AIM OF THE TASK
List all the lines in these records that hold "fields".

EXERCISE INPUTS

//! Diagnostic texts shared by the scanner and parser.

pub const UNEXPECTED_EOS: &str = "Unexpected end of input";
pub const UNEXPECTED_IDENTIFIER: &str = "Unexpected identifier";
pub const UNEXPECTED_NUMBER: &str = "Unexpected number";
pub const UNEXPECTED_STRING: &str = "Unexpected string";
pub const UNEXPECTED_RESERVED: &str = "Unexpected reserved word";
pub const UNEXPECTED_TOKEN_ILLEGAL: &str = "Unexpected token ILLEGAL";
pub const UNEXPECTED_SUPER: &str = "'super' keyword unexpected here";
pub const UNEXPECTED_NEW_TARGET: &str = "new.target expression is not allowed here";
pub const UNEXPECTED_IMPORT_META: &str = "Cannot use 'import.meta' outside a module";

// ── Scanner ─────────────────────────────────────────────────────────────────

pub const INVALID_HEX_ESCAPE: &str = "Invalid hexadecimal escape sequence";
pub const INVALID_UNICODE_ESCAPE: &str = "Invalid Unicode escape sequence";
pub const INVALID_ESCAPED_RESERVED_WORD: &str = "Keyword must not contain escaped characters";
pub const NUMERIC_SEPARATOR_NOT_ALLOWED: &str = "Numeric separator is not allowed here";
pub const UNTERMINATED_REGEXP: &str = "Invalid regular expression: missing /";
pub const INVALID_REGEXP_FLAGS: &str = "Invalid regular expression flags";
pub const UNTERMINATED_COMMENT: &str = "Unterminated comment";
pub const TEMPLATE_OCTAL_LITERAL: &str = "Octal literals are not allowed in template strings.";
pub const TEMPLATE_ESCAPE_89: &str = "\\8 and \\9 are not allowed in template strings.";

// ── Strict mode ─────────────────────────────────────────────────────────────

pub const STRICT_OCTAL_LITERAL: &str = "Octal literals are not allowed in strict mode.";
pub const STRICT_ESCAPE_89: &str = "\\8 and \\9 are not allowed in strict mode.";
pub const STRICT_DELETE: &str = "Delete of an unqualified identifier in strict mode.";
pub const STRICT_FUNCTION: &str =
    "In strict mode code, functions can only be declared at top level or inside a block";
pub const STRICT_FUNCTION_NAME: &str = "Function name may not be eval or arguments in strict mode";
pub const STRICT_LHS_ASSIGNMENT: &str =
    "Assignment to eval or arguments is not allowed in strict mode";
pub const STRICT_LHS_POSTFIX: &str =
    "Postfix increment/decrement may not have eval or arguments operand in strict mode";
pub const STRICT_LHS_PREFIX: &str =
    "Prefix increment/decrement may not have eval or arguments operand in strict mode";
pub const STRICT_MODE_WITH: &str = "Strict mode code may not include a with statement";
pub const STRICT_PARAM_DUPE: &str = "Strict mode function may not have duplicate parameter names";
pub const STRICT_PARAM_NAME: &str =
    "Parameter name eval or arguments is not allowed in strict mode";
pub const STRICT_RESERVED_WORD: &str = "Use of future reserved word in strict mode";
pub const STRICT_VAR_NAME: &str = "Variable name may not be eval or arguments in strict mode";
pub const STRICT_CATCH_VARIABLE: &str =
    "Catch variable may not be eval or arguments in strict mode";
pub const ILLEGAL_LANGUAGE_MODE_DIRECTIVE: &str =
    "Illegal 'use strict' directive in function with non-simple parameter list";

// ── Statements ──────────────────────────────────────────────────────────────

pub const ILLEGAL_BREAK: &str = "Illegal break statement";
pub const ILLEGAL_CONTINUE: &str = "Illegal continue statement";
pub const ILLEGAL_RETURN: &str = "Illegal return statement";
pub const NEWLINE_AFTER_THROW: &str = "Illegal newline after throw";
pub const NO_CATCH_OR_FINALLY: &str = "Missing catch or finally after try";
pub const MULTIPLE_DEFAULTS_IN_SWITCH: &str = "More than one default clause in switch statement";
pub const LET_IN_LEXICAL_BINDING: &str = "let is disallowed as a lexically bound name";
pub const GENERATOR_IN_LEGACY_CONTEXT: &str =
    "Generator declarations are not allowed in legacy contexts";
pub const INVALID_LHS_IN_ASSIGNMENT: &str = "Invalid left-hand side in assignment";
pub const INVALID_LHS_IN_FOR_IN: &str = "Invalid left-hand side in for-in";
pub const INVALID_LHS_IN_FOR_LOOP: &str = "Invalid left-hand side in for-loop";
pub const ASYNC_FUNCTION_IN_SINGLE_STATEMENT_CONTEXT: &str =
    "Async functions can only be declared at the top level or inside a block";

// ── Functions and classes ───────────────────────────────────────────────────

pub const BAD_GETTER_ARITY: &str = "Getter must not have any formal parameters";
pub const BAD_SETTER_ARITY: &str = "Setter must have exactly one formal parameter";
pub const BAD_SETTER_REST_PARAMETER: &str = "Setter function argument must not be a rest parameter";
pub const PARAMETER_AFTER_REST_PARAMETER: &str = "Rest parameter must be last formal parameter";
pub const DEFAULT_REST_PARAMETER: &str = "Unexpected token =";
pub const DUPLICATE_PARAMETER: &str = "Duplicate parameter name not allowed in this context";
pub const DUPLICATE_PROTO_PROPERTY: &str =
    "Duplicate __proto__ fields are not allowed in object literals";
pub const DUPLICATE_CONSTRUCTOR: &str = "A class may only have one constructor";
pub const CONSTRUCTOR_SPECIAL_METHOD: &str = "Class constructor may not be an accessor";
pub const CONSTRUCTOR_IS_ASYNC: &str = "Class constructor may not be an async method";
pub const CONSTRUCTOR_IS_PRIVATE: &str = "Class constructor may not be a private method";
pub const STATIC_PROTOTYPE: &str = "Classes may not have static property named prototype";
pub const AWAIT_IN_PARAMETERS: &str = "Illegal await-expression in formal parameters";
pub const YIELD_IN_PARAMETERS: &str = "Yield expression not allowed in formal parameter";
pub const INVALID_TAGGED_TEMPLATE_ON_OPTIONAL_CHAIN: &str =
    "Invalid tagged template on optional chain";
pub const UNARY_BEFORE_EXPONENT: &str =
    "Unary operator used immediately before exponentiation expression";
pub const MIXED_COALESCE: &str = "Cannot mix ?? with && or || without parentheses";
pub const PRIVATE_NAME_NOT_ALLOWED: &str = "Private field must be declared in an enclosing class";
pub const DELETE_PRIVATE_FIELD: &str = "Private fields can not be deleted";
pub const CONSTRUCTOR_FIELD: &str = "Classes may not have a field named 'constructor'";
pub const INVALID_OPTIONAL_CHAIN_FROM_NEW: &str =
    "Invalid optional chain from new expression";
pub const BAD_IMPORT_CALL_ARITY: &str =
    "import() requires a specifier and at most one options argument";

// ── Modules ─────────────────────────────────────────────────────────────────

pub const IMPORT_OUTSIDE_MODULE: &str = "Cannot use import statement outside a module";
pub const EXPORT_OUTSIDE_MODULE: &str = "Unexpected token export";
pub const MISSING_FROM_CLAUSE: &str = "Missing from clause";

// ── Dialect ─────────────────────────────────────────────────────────────────

pub const DUPLICATE_FINALIZER: &str = "Only one finalizer block is allowed";
pub const STATIC_LOCAL_OUTSIDE_FUNCTION: &str =
    "Static declarations are only allowed inside function bodies";
pub const INVALID_ATTRIBUTE_TARGET: &str =
    "Attributes may only precede declarations or class members";

// ── Resources ───────────────────────────────────────────────────────────────

pub const NESTING_TOO_DEEP: &str = "Expression nesting exceeds the configured limit";

/// `Unexpected token X`.
pub fn unexpected_token(text: &str) -> String {
    format!("Unexpected token {text}")
}

/// `Unexpected quasi X`.
pub fn unexpected_template(text: &str) -> String {
    format!("Unexpected quasi {text}")
}

/// `Undefined label 'X'`.
pub fn unknown_label(name: &str) -> String {
    format!("Undefined label '{name}'")
}

/// `Label 'X' has already been declared`.
pub fn label_redeclaration(name: &str) -> String {
    format!("Label '{name}' has already been declared")
}

/// `Identifier 'X' has already been declared`.
pub fn duplicate_binding(name: &str) -> String {
    format!("Identifier '{name}' has already been declared")
}

/// `Missing initializer in X declaration`.
pub fn declaration_missing_initializer(kind: &str) -> String {
    format!("Missing initializer in {kind} declaration")
}

/// `X loop variable declaration may not have an initializer`.
pub fn for_in_of_loop_initializer(kind: &str) -> String {
    format!("{kind} loop variable declaration may not have an initializer")
}

/// `Invalid regular expression: /p/f: reason`.
pub fn invalid_regexp(pattern: &str, flags: &str, reason: &str) -> String {
    format!("Invalid regular expression: /{pattern}/{flags}: {reason}")
}

/// Conversion failure for a valid pattern.
pub fn regexp_not_convertible(pattern: &str, flags: &str, reason: &str) -> String {
    format!("Cannot convert regular expression /{pattern}/{flags}: {reason}")
}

SOLUTION TO THIS EXERCISE
    "Duplicate __proto__ fields are not allowed in object literals";
pub const DELETE_PRIVATE_FIELD: &str = "Private fields can not be deleted";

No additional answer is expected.